▶ _Task item_: Pull every line containing "changed" from the listing below.
▬▬▬▬▬▬▬▬▬▬
//! [`SqlitePool`]: a fixed set of connections to one database.
//!
//! Each [`tokio_rusqlite::Connection`] owns a worker thread and an unbounded
//! request queue, so a pool of `n` connections runs up to `n` statements at
//! once and queues everything beyond that instead of failing.

use std::{
  path::PathBuf,
  sync::{
    Arc,
    atomic::{AtomicUsize, Ordering},
  },
  time::Duration,
};

use crate::{
  Error, Result,
  schema::{CONNECTION_PRAGMAS, SCHEMA},
};

/// Pool size used when none is configured.
pub const DEFAULT_MAX_CONNECTIONS: usize = 10;

const DEFAULT_BUSY_TIMEOUT: Duration = Duration::from_secs(5);

// ─── Options ─────────────────────────────────────────────────────────────────

/// Where and how to open a [`SqlitePool`].
#[derive(Debug, Clone, PartialEq, Eq)]
pub struct PoolOptions {
  /// Database file; `None` for a private in-memory database.
  pub path:            Option<PathBuf>,
  pub max_connections: usize,
  /// How long a connection waits on a locked database before giving up.
  pub busy_timeout:    Duration,
}

impl PoolOptions {
  pub fn file(path: impl Into<PathBuf>) -> Self {
    Self {
      path:            Some(path.into()),
      max_connections: DEFAULT_MAX_CONNECTIONS,
      busy_timeout:    DEFAULT_BUSY_TIMEOUT,
    }
  }

  /// An in-memory database. Always served by a single connection, since
  /// separate in-memory connections would each see their own empty database.
  pub fn in_memory() -> Self {
    Self {
      path:            None,
      max_connections: 1,
      busy_timeout:    DEFAULT_BUSY_TIMEOUT,
    }
  }

  pub fn max_connections(mut self, n: usize) -> Self {
    self.max_connections = n;
    self
  }

  pub fn busy_timeout(mut self, timeout: Duration) -> Self {
    self.busy_timeout = timeout;
    self
  }
}

// ─── Pool ────────────────────────────────────────────────────────────────────

/// A round-robin pool of SQLite connections.
///
/// Cloning is cheap: clones share the same connections.
#[derive(Clone)]
pub struct SqlitePool {
  inner: Arc<Inner>,
}

struct Inner {
  conns: Vec<tokio_rusqlite::Connection>,
  next:  AtomicUsize,
}

impl SqlitePool {
  /// Open every connection and run schema initialisation on the first one.
  pub async fn open(options: &PoolOptions) -> Result<Self> {
    if options.max_connections == 0 {
      return Err(Error::EmptyPool);
    }

    let first = open_connection(options).await?;
    first
      .call(|conn| {
        conn.execute_batch(SCHEMA)?;
        Ok(())
      })
      .await
      .map_err(|source| Error::Database { op: "initialising schema", source })?;

    let size = if options.path.is_some() { options.max_connections } else { 1 };
    let mut conns = Vec::with_capacity(size);
    conns.push(first);
    for _ in 1..size {
      conns.push(open_connection(options).await?);
    }

    tracing::debug!(
      path = ?options.path,
      connections = size,
      "sqlite pool opened"
    );

    Ok(Self {
      inner: Arc::new(Inner { conns, next: AtomicUsize::new(0) }),
    })
  }

  /// Number of physical connections.
  pub fn size(&self) -> usize { self.inner.conns.len() }

  /// `true` when both handles refer to the same underlying pool.
  pub fn ptr_eq(a: &Self, b: &Self) -> bool { Arc::ptr_eq(&a.inner, &b.inner) }

  /// The next connection in round-robin order.
  pub(crate) fn connection(&self) -> &tokio_rusqlite::Connection {
    let i = self.inner.next.fetch_add(1, Ordering::Relaxed) % self.inner.conns.len();
    &self.inner.conns[i]
  }

  /// Close every connection. Calls issued afterwards through any clone of
  /// this pool fail.
  pub async fn close(&self) -> Result<()> {
    for conn in &self.inner.conns {
      conn
        .clone()
        .close()
        .await
        .map_err(|source| Error::Database { op: "closing store", source })?;
    }
    tracing::debug!("sqlite pool closed");
    Ok(())
  }
}

async fn open_connection(options: &PoolOptions) -> Result<tokio_rusqlite::Connection> {
  let conn = match &options.path {
    Some(path) => tokio_rusqlite::Connection::open(path).await,
    None => tokio_rusqlite::Connection::open_in_memory().await,
  }
  .map_err(|source| Error::Database { op: "opening store", source })?;

  let timeout = options.busy_timeout;
  conn
    .call(move |conn| {
      conn.busy_timeout(timeout)?;
      conn.execute_batch(CONNECTION_PRAGMAS)?;
      Ok(())
    })
    .await
    .map_err(|source| Error::Database { op: "opening store", source })?;

  Ok(conn)
}
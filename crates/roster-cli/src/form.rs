//! Create / edit form state.
//!
//! The form owns plain text buffers for each field. On submit it builds a
//! [`ProfileInput`] and runs the same rules the server applies, so most
//! mistakes are caught before a request is made. When editing, only fields
//! whose text differs from the loaded profile are sent.

use crossterm::event::{KeyCode, KeyEvent, KeyModifiers};
use roster_core::{FieldError, ProfileInput, validate};

use crate::client::Profile;

// ─── Fields ───────────────────────────────────────────────────────────────────

#[derive(Debug, Clone, Copy, PartialEq, Eq)]
pub enum Field {
  Username,
  Email,
  Bio,
}

impl Field {
  pub const ALL: [Field; 3] = [Field::Username, Field::Email, Field::Bio];

  pub fn label(self) -> &'static str {
    match self {
      Self::Username => "Username",
      Self::Email => "Email",
      Self::Bio => "Bio",
    }
  }

  /// Field name as reported by validation.
  fn key(self) -> &'static str {
    match self {
      Self::Username => "username",
      Self::Email => "email",
      Self::Bio => "bio",
    }
  }

  fn next(self) -> Self {
    match self {
      Self::Username => Self::Email,
      Self::Email => Self::Bio,
      Self::Bio => Self::Username,
    }
  }

  fn prev(self) -> Self {
    match self {
      Self::Username => Self::Bio,
      Self::Email => Self::Username,
      Self::Bio => Self::Email,
    }
  }
}

// ─── Form ─────────────────────────────────────────────────────────────────────

#[derive(Debug, Clone, PartialEq, Eq)]
pub enum FormMode {
  Create,
  /// Editing the contained profile as it was when the form opened.
  Edit(Profile),
}

/// What the app should do after a key press in the form.
#[derive(Debug, Clone, Copy, PartialEq, Eq)]
pub enum FormAction {
  Continue,
  Submit,
  Cancel,
}

#[derive(Debug, Clone)]
pub struct ProfileForm {
  pub mode:  FormMode,
  pub focus: Field,
  username:  String,
  email:     String,
  bio:       String,
  errors:    Vec<FieldError>,
}

impl ProfileForm {
  pub fn create() -> Self {
    Self {
      mode:     FormMode::Create,
      focus:    Field::Username,
      username: String::new(),
      email:    String::new(),
      bio:      String::new(),
      errors:   Vec::new(),
    }
  }

  /// A form prefilled with `profile`'s current values.
  pub fn edit(profile: &Profile) -> Self {
    Self {
      mode:     FormMode::Edit(profile.clone()),
      focus:    Field::Username,
      username: profile.username.clone(),
      email:    profile.email.clone(),
      bio:      profile.bio.clone().unwrap_or_default(),
      errors:   Vec::new(),
    }
  }

  pub fn value(&self, field: Field) -> &str {
    match field {
      Field::Username => &self.username,
      Field::Email => &self.email,
      Field::Bio => &self.bio,
    }
  }

  fn value_mut(&mut self, field: Field) -> &mut String {
    match field {
      Field::Username => &mut self.username,
      Field::Email => &mut self.email,
      Field::Bio => &mut self.bio,
    }
  }

  /// First local validation message for `field`.
  pub fn error(&self, field: Field) -> Option<&'static str> {
    self
      .errors
      .iter()
      .find(|e| e.field == field.key())
      .map(|e| e.message)
  }

  /// Messages not tied to an editable field (a bad profile id).
  pub fn other_errors(&self) -> impl Iterator<Item = &'static str> + '_ {
    self
      .errors
      .iter()
      .filter(|e| Field::ALL.iter().all(|f| f.key() != e.field))
      .map(|e| e.message)
  }

  pub fn handle_key(&mut self, key: KeyEvent) -> FormAction {
    match key.code {
      KeyCode::Esc => return FormAction::Cancel,
      KeyCode::Enter => return FormAction::Submit,
      KeyCode::Tab | KeyCode::Down => self.focus = self.focus.next(),
      KeyCode::BackTab | KeyCode::Up => self.focus = self.focus.prev(),
      KeyCode::Backspace => {
        self.value_mut(self.focus).pop();
        self.clear_error(self.focus);
      }
      KeyCode::Char(c) if !key.modifiers.contains(KeyModifiers::CONTROL) => {
        self.value_mut(self.focus).push(c);
        self.clear_error(self.focus);
      }
      _ => {}
    }
    FormAction::Continue
  }

  fn clear_error(&mut self, field: Field) {
    self.errors.retain(|e| e.field != field.key());
  }

  /// The request body the form currently describes.
  pub fn input(&self) -> ProfileInput {
    match &self.mode {
      FormMode::Create => ProfileInput {
        username: Some(self.username.clone()),
        email:    Some(self.email.clone()),
        bio:      (!self.bio.is_empty()).then(|| self.bio.clone()),
      },
      FormMode::Edit(original) => {
        let changed = |now: &str, before: &str| (now != before).then(|| now.to_owned());
        ProfileInput {
          username: changed(&self.username, &original.username),
          email:    changed(&self.email, &original.email),
          bio:      changed(&self.bio, original.bio.as_deref().unwrap_or_default()),
        }
      }
    }
  }

  /// Build the request body and check it locally. On failure the messages
  /// are kept for display and `None` is returned.
  pub fn submit(&mut self) -> Option<ProfileInput> {
    let input = self.input();
    let outcome = match &self.mode {
      FormMode::Create => validate::validate_create(&input).map(drop),
      FormMode::Edit(original) => validate::validate_update(&original.id, &input).map(drop),
    };
    match outcome {
      Ok(()) => {
        self.errors.clear();
        Some(input)
      }
      Err(errors) => {
        self.errors = errors.errors().to_vec();
        if let Some(first) = Field::ALL.into_iter().find(|f| self.error(*f).is_some()) {
          self.focus = first;
        }
        None
      }
    }
  }
}
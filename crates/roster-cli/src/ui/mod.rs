//! TUI rendering: orchestrates all panes.

pub mod profile_detail;
pub mod profile_form;
pub mod profile_list;

use ratatui::{
  Frame,
  layout::{Constraint, Direction, Layout, Rect},
  style::{Color, Modifier, Style},
  text::{Line, Span},
  widgets::{Block, Borders, Paragraph},
};

use crate::app::{App, Screen};

// ─── Root draw ────────────────────────────────────────────────────────────────

/// Main draw function called each frame.
pub fn draw(f: &mut Frame, app: &App) {
  let rows = Layout::default()
    .direction(Direction::Vertical)
    .constraints([
      Constraint::Length(1), // header
      Constraint::Min(0),    // body
      Constraint::Length(1), // status bar
    ])
    .split(f.area());

  draw_header(f, rows[0], app);
  draw_body(f, rows[1], app);
  draw_status(f, rows[2], app);
}

// ─── Header ───────────────────────────────────────────────────────────────────

fn draw_header(f: &mut Frame, area: Rect, app: &App) {
  let left = Span::styled(
    " roster  [/] search  [n] new  [q] quit",
    Style::default()
      .fg(Color::White)
      .add_modifier(Modifier::BOLD),
  );
  let right = Span::styled(
    format!("{} ", app.client.base_url()),
    Style::default().fg(Color::Gray),
  );

  let pad = area
    .width
    .saturating_sub(left.width() as u16)
    .saturating_sub(right.width() as u16);

  let line = Line::from(vec![left, Span::raw(" ".repeat(pad as usize)), right]);

  let block = Block::default().style(Style::default().bg(Color::DarkGray));
  let inner = block.inner(area);
  f.render_widget(block, area);
  f.render_widget(Paragraph::new(line), inner);
}

// ─── Body ─────────────────────────────────────────────────────────────────────

fn draw_body(f: &mut Frame, area: Rect, app: &App) {
  let cols = Layout::default()
    .direction(Direction::Horizontal)
    .constraints([Constraint::Percentage(30), Constraint::Percentage(70)])
    .split(area);

  profile_list::draw(f, cols[0], app);

  match (&app.screen, &app.form, &app.selected) {
    (Screen::Form, Some(form), _) => profile_form::draw(f, cols[1], form),
    (_, _, Some(profile)) => profile_detail::draw(f, cols[1], profile),
    _ => draw_empty_detail(f, cols[1]),
  }
}

fn draw_empty_detail(f: &mut Frame, area: Rect) {
  let block = Block::default()
    .title(" Profile ")
    .borders(Borders::ALL)
    .border_style(Style::default().fg(Color::DarkGray));
  let inner = block.inner(area);
  f.render_widget(block, area);
  f.render_widget(
    Paragraph::new("Select a profile and press Enter, or press n to add one.")
      .style(Style::default().fg(Color::DarkGray)),
    inner,
  );
}

// ─── Status bar ───────────────────────────────────────────────────────────────

fn draw_status(f: &mut Frame, area: Rect, app: &App) {
  let (mode_label, hints) = match &app.screen {
    Screen::ProfileList if app.filter_active => {
      ("SEARCH", "Type to filter  Esc cancel  Enter select")
    }
    Screen::ProfileList => (
      "NORMAL",
      "↑↓/jk navigate  / search  Enter detail  n new  e edit  r reload  q quit",
    ),
    Screen::ProfileDetail => (
      "DETAIL",
      "↑↓/jk switch  e edit  n new  r reload  Esc back  q quit",
    ),
    Screen::Form => ("FORM", "Tab/S-Tab move  Enter save  Esc cancel"),
  };

  let status = if app.loading {
    "Loading…".to_string()
  } else if app.status_msg.is_empty() {
    hints.to_string()
  } else {
    app.status_msg.clone()
  };

  let mode_span = Span::styled(
    format!(" {mode_label} "),
    Style::default()
      .fg(Color::Black)
      .bg(Color::Cyan)
      .add_modifier(Modifier::BOLD),
  );
  let hint_span = Span::styled(format!("  {status}"), Style::default().fg(Color::Gray));

  f.render_widget(
    Paragraph::new(Line::from(vec![mode_span, hint_span]))
      .style(Style::default().bg(Color::Black)),
    area,
  );
}
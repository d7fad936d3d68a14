//! Core types and trait definitions for the Roster profile directory.
//!
//! This crate is deliberately free of HTTP and database dependencies.
//! The store, API, and client crates all depend on it.

// We intentionally use native `async fn` in traits (stabilised in Rust 1.75).
// Suppress the advisory lint about `Send` bounds on the returned futures.
#![allow(async_fn_in_trait)]

pub mod profile;
pub mod store;
pub mod validate;

pub use profile::{NewProfile, Profile, ProfileChanges, ProfileId, ProfileInput, ProfilePatch};
pub use store::{ProfileStore, StoreError};
pub use validate::{FieldError, ValidationErrors};
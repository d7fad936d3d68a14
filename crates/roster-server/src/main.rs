//! roster-server binary.
//!
//! Reads `config.toml` (or the path specified with `--config`) plus
//! `ROSTER_*` environment variables, opens the SQLite store, and serves the
//! JSON API over HTTP.
//!
//! # Connectivity check
//!
//! To verify the database is reachable without starting the server:
//!
//! ```text
//! cargo run -p roster-server -- --check
//! ```

use std::{path::PathBuf, sync::Arc};

use anyhow::Context as _;
use clap::Parser;
use roster_server::ServerConfig;
use roster_store_sqlite::{
  PoolOptions, SqliteStore,
  shared::{close_shared_pool, shared_pool},
};
use tokio::net::TcpListener;
use tracing::level_filters::LevelFilter;
use tracing_subscriber::EnvFilter;

#[derive(Parser)]
#[command(author, version, about = "Roster profile directory server")]
struct Cli {
  /// Path to the TOML configuration file.
  #[arg(short, long, default_value = "config.toml")]
  config: PathBuf,

  /// Open the database, print the number of stored profiles, and exit.
  #[arg(long)]
  check: bool,
}

#[tokio::main]
async fn main() -> anyhow::Result<()> {
  // Initialise tracing.
  tracing_subscriber::fmt()
    .with_env_filter(
      EnvFilter::builder()
        .with_default_directive(LevelFilter::INFO.into())
        .from_env_lossy(),
    )
    .init();

  let cli = Cli::parse();

  let server_cfg = ServerConfig::load(cli.config).context("failed to load configuration")?;

  // The process-wide pool; everything downstream receives a handle to it.
  let pool_options =
    PoolOptions::file(&server_cfg.database_path).max_connections(server_cfg.max_connections);
  let pool = shared_pool(&pool_options).await.with_context(|| {
    format!("failed to open store at {:?}", server_cfg.database_path)
  })?;
  let store = SqliteStore::new(pool);

  if cli.check {
    let count = store.count().await.context("failed to query profiles")?;
    println!("database ok: {count} profiles in {:?}", server_cfg.database_path);
    close_shared_pool().await.context("failed to close store")?;
    return Ok(());
  }

  tracing::info!(
    path = ?server_cfg.database_path,
    connections = store.pool().size(),
    "store opened"
  );

  let app = roster_server::router(Arc::new(store.clone()), &server_cfg)?;
  let address = server_cfg.address();

  tracing::info!("Listening on http://{address}");
  let listener = TcpListener::bind(&address)
    .await
    .with_context(|| format!("failed to bind {address}"))?;

  axum::serve(listener, app)
    .with_graceful_shutdown(shutdown_signal())
    .await
    .context("server error")?;

  close_shared_pool().await.context("failed to close store")?;
  tracing::info!("shut down cleanly");
  Ok(())
}

/// Resolve on Ctrl-C.
async fn shutdown_signal() {
  if let Err(e) = tokio::signal::ctrl_c().await {
    tracing::error!(error = %e, "failed to listen for shutdown signal");
    std::future::pending::<()>().await;
  }
  tracing::info!("shutdown requested");
}
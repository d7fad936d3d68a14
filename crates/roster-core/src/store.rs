//! The `ProfileStore` trait and the error capability it requires.
//!
//! The trait is implemented by storage backends (e.g. `roster-store-sqlite`).
//! Higher layers (`roster-api`) depend on this abstraction, not on any
//! concrete backend.

use std::future::Future;

use crate::profile::{NewProfile, Profile, ProfileChanges, ProfileId};

// ─── Error capability ────────────────────────────────────────────────────────

/// Errors a [`ProfileStore`] may return.
///
/// Callers classify failures through this capability rather than by
/// inspecting backend-specific error codes.
pub trait StoreError: std::error::Error + Send + Sync + 'static {
  /// `true` when a write was rejected by a uniqueness constraint on
  /// `username` or `email`. No row was changed.
  fn is_duplicate(&self) -> bool;
}

// ─── Trait ───────────────────────────────────────────────────────────────────

/// Abstraction over a profile store backend.
///
/// Every method issues a single logical statement against the store and is
/// attempted once; there are no retries at this layer.
///
/// All methods return `Send` futures so the trait can be used in multi-threaded
/// async runtimes (e.g. tokio with `axum`).
pub trait ProfileStore: Send + Sync {
  type Error: StoreError;

  /// All profiles, newest `created_at` first. An empty store yields an empty
  /// vector.
  fn list_profiles(
    &self,
  ) -> impl Future<Output = Result<Vec<Profile>, Self::Error>> + Send + '_;

  /// Retrieve a profile by id. Returns `None` if not found.
  fn get_profile(
    &self,
    id: ProfileId,
  ) -> impl Future<Output = Result<Option<Profile>, Self::Error>> + Send + '_;

  /// Insert a new profile and return the row as read back from the store.
  ///
  /// Fails with an error whose [`StoreError::is_duplicate`] is `true` when
  /// the username or email is already taken.
  fn create_profile(
    &self,
    input: NewProfile,
  ) -> impl Future<Output = Result<Profile, Self::Error>> + Send + '_;

  /// Overwrite all mutable columns of `id` and return the row as read back.
  /// Returns `None` if no row matched.
  fn update_profile(
    &self,
    id: ProfileId,
    changes: ProfileChanges,
  ) -> impl Future<Output = Result<Option<Profile>, Self::Error>> + Send + '_;
}
//! SQL schema for the Roster SQLite store.
//!
//! Executed once per pool, on the first connection, before any other
//! connection is opened.

/// Full schema DDL; idempotent thanks to `CREATE TABLE IF NOT EXISTS`.
pub const SCHEMA: &str = "
PRAGMA journal_mode = WAL;

-- AUTOINCREMENT guarantees ids are never reused, even after the highest row
-- is gone.
CREATE TABLE IF NOT EXISTS profiles (
    id          INTEGER PRIMARY KEY AUTOINCREMENT,
    username    TEXT NOT NULL UNIQUE,
    email       TEXT NOT NULL COLLATE NOCASE UNIQUE,
    bio         TEXT,
    created_at  TEXT NOT NULL DEFAULT (strftime('%Y-%m-%dT%H:%M:%fZ', 'now'))
);

CREATE INDEX IF NOT EXISTS profiles_created_idx ON profiles(created_at);

PRAGMA user_version = 1;
";

/// Per-connection settings, applied to every connection in a pool.
pub const CONNECTION_PRAGMAS: &str = "
PRAGMA foreign_keys = ON;
";
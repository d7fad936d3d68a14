//! [`SqliteStore`]: the SQLite implementation of [`ProfileStore`].

use std::path::Path;

use rusqlite::OptionalExtension as _;
use roster_core::{NewProfile, Profile, ProfileChanges, ProfileId, ProfileStore};

use crate::{Error, PoolOptions, Result, SqlitePool, encode::RawProfile};

const SELECT_BY_ID: &str =
  "SELECT id, username, email, bio, created_at FROM profiles WHERE id = ?1";

const SELECT_ALL: &str = "SELECT id, username, email, bio, created_at
   FROM profiles
   ORDER BY created_at DESC, id DESC";

// ─── Store ───────────────────────────────────────────────────────────────────

/// A profile store backed by a [`SqlitePool`].
///
/// Cloning is cheap: clones share the pool.
#[derive(Clone)]
pub struct SqliteStore {
  pool: SqlitePool,
}

impl SqliteStore {
  /// Wrap an already-open pool.
  pub fn new(pool: SqlitePool) -> Self { Self { pool } }

  /// Open (or create) a store at `path` with the default pool size.
  pub async fn open(path: impl AsRef<Path>) -> Result<Self> {
    let pool = SqlitePool::open(&PoolOptions::file(path.as_ref())).await?;
    Ok(Self::new(pool))
  }

  /// Open an in-memory store, mostly for tests.
  pub async fn open_in_memory() -> Result<Self> {
    let pool = SqlitePool::open(&PoolOptions::in_memory()).await?;
    Ok(Self::new(pool))
  }

  pub fn pool(&self) -> &SqlitePool { &self.pool }

  /// Number of stored profiles.
  pub async fn count(&self) -> Result<u64> {
    let n: i64 = self
      .pool
      .connection()
      .call(|conn| Ok(conn.query_row("SELECT COUNT(*) FROM profiles", [], |r| r.get(0))?))
      .await
      .map_err(|source| Error::Database { op: "counting profiles", source })?;
    Ok(n.max(0) as u64)
  }

  /// Close the underlying pool.
  pub async fn close(&self) -> Result<()> { self.pool.close().await }
}

// ─── ProfileStore impl ───────────────────────────────────────────────────────

impl ProfileStore for SqliteStore {
  type Error = Error;

  async fn list_profiles(&self) -> Result<Vec<Profile>> {
    let raws: Vec<RawProfile> = self
      .pool
      .connection()
      .call(|conn| {
        let mut stmt = conn.prepare(SELECT_ALL)?;
        let rows = stmt
          .query_map([], RawProfile::from_row)?
          .collect::<rusqlite::Result<Vec<_>>>()?;
        Ok(rows)
      })
      .await
      .map_err(|source| Error::Database { op: "fetching profiles", source })?;

    raws.into_iter().map(RawProfile::into_profile).collect()
  }

  async fn get_profile(&self, id: ProfileId) -> Result<Option<Profile>> {
    let id = id.get();

    let raw: Option<RawProfile> = self
      .pool
      .connection()
      .call(move |conn| {
        Ok(
          conn
            .query_row(SELECT_BY_ID, rusqlite::params![id], RawProfile::from_row)
            .optional()?,
        )
      })
      .await
      .map_err(|source| Error::Database { op: "fetching profile by id", source })?;

    raw.map(RawProfile::into_profile).transpose()
  }

  async fn create_profile(&self, input: NewProfile) -> Result<Profile> {
    let NewProfile { username, email, bio } = input;

    // Insert and read-back share one connection, so `last_insert_rowid`
    // refers to this insert.
    let raw: RawProfile = self
      .pool
      .connection()
      .call(move |conn| {
        conn.execute(
          "INSERT INTO profiles (username, email, bio) VALUES (?1, ?2, ?3)",
          rusqlite::params![username, email, bio],
        )?;
        let id = conn.last_insert_rowid();
        Ok(conn.query_row(SELECT_BY_ID, rusqlite::params![id], RawProfile::from_row)?)
      })
      .await
      .map_err(|e| Error::classify("creating profile", e))?;

    let profile = raw.into_profile()?;
    tracing::debug!(id = %profile.id, "profile created");
    Ok(profile)
  }

  async fn update_profile(
    &self,
    id:      ProfileId,
    changes: ProfileChanges,
  ) -> Result<Option<Profile>> {
    let ProfileChanges { username, email, bio } = changes;
    let id = id.get();

    let raw: Option<RawProfile> = self
      .pool
      .connection()
      .call(move |conn| {
        let matched = conn.execute(
          "UPDATE profiles SET username = ?1, email = ?2, bio = ?3 WHERE id = ?4",
          rusqlite::params![username, email, bio, id],
        )?;
        if matched == 0 {
          return Ok(None);
        }
        Ok(
          conn
            .query_row(SELECT_BY_ID, rusqlite::params![id], RawProfile::from_row)
            .optional()?,
        )
      })
      .await
      .map_err(|e| Error::classify("updating profile", e))?;

    let profile = raw.map(RawProfile::into_profile).transpose()?;
    if let Some(p) = &profile {
      tracing::debug!(id = %p.id, "profile updated");
    }
    Ok(profile)
  }
}
//! Error type for `roster-store-sqlite`.

use roster_core::StoreError;
use thiserror::Error;

#[derive(Debug, Error)]
pub enum Error {
  /// A write hit the UNIQUE constraint on `username` or `email`.
  #[error("Username or email already exists")]
  Duplicate,

  /// Any other failure, tagged with the operation that was running.
  #[error("error {op}: {source}")]
  Database {
    op:     &'static str,
    #[source]
    source: tokio_rusqlite::Error,
  },

  #[error("date/time parse error: {0}")]
  DateParse(String),

  #[error("store returned an invalid profile id: {0}")]
  InvalidId(i64),

  #[error("max_connections must be at least 1")]
  EmptyPool,
}

impl Error {
  /// Classify a raw driver failure for operation `op`.
  pub(crate) fn classify(op: &'static str, source: tokio_rusqlite::Error) -> Self {
    if is_unique_violation(&source) {
      Self::Duplicate
    } else {
      Self::Database { op, source }
    }
  }
}

impl StoreError for Error {
  fn is_duplicate(&self) -> bool { matches!(self, Self::Duplicate) }
}

/// `true` when `err` is SQLite's `SQLITE_CONSTRAINT_UNIQUE`.
pub fn is_unique_violation(err: &tokio_rusqlite::Error) -> bool {
  match err {
    tokio_rusqlite::Error::Rusqlite(rusqlite::Error::SqliteFailure(e, _)) => {
      e.extended_code == rusqlite::ffi::SQLITE_CONSTRAINT_UNIQUE
    }
    _ => false,
  }
}

pub type Result<T, E = Error> = std::result::Result<T, E>;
▬▬▬▬▬▬▬▬▬▬
▶ _Written response_:
        let changed = |now: &str, before: &str| (now != before).then(|| now.to_owned());
          username: changed(&self.username, &original.username),
          email:    changed(&self.email, &original.email),
          bio:      changed(&self.bio, original.bio.as_deref().unwrap_or_default()),
  /// `username` or `email`. No row was changed.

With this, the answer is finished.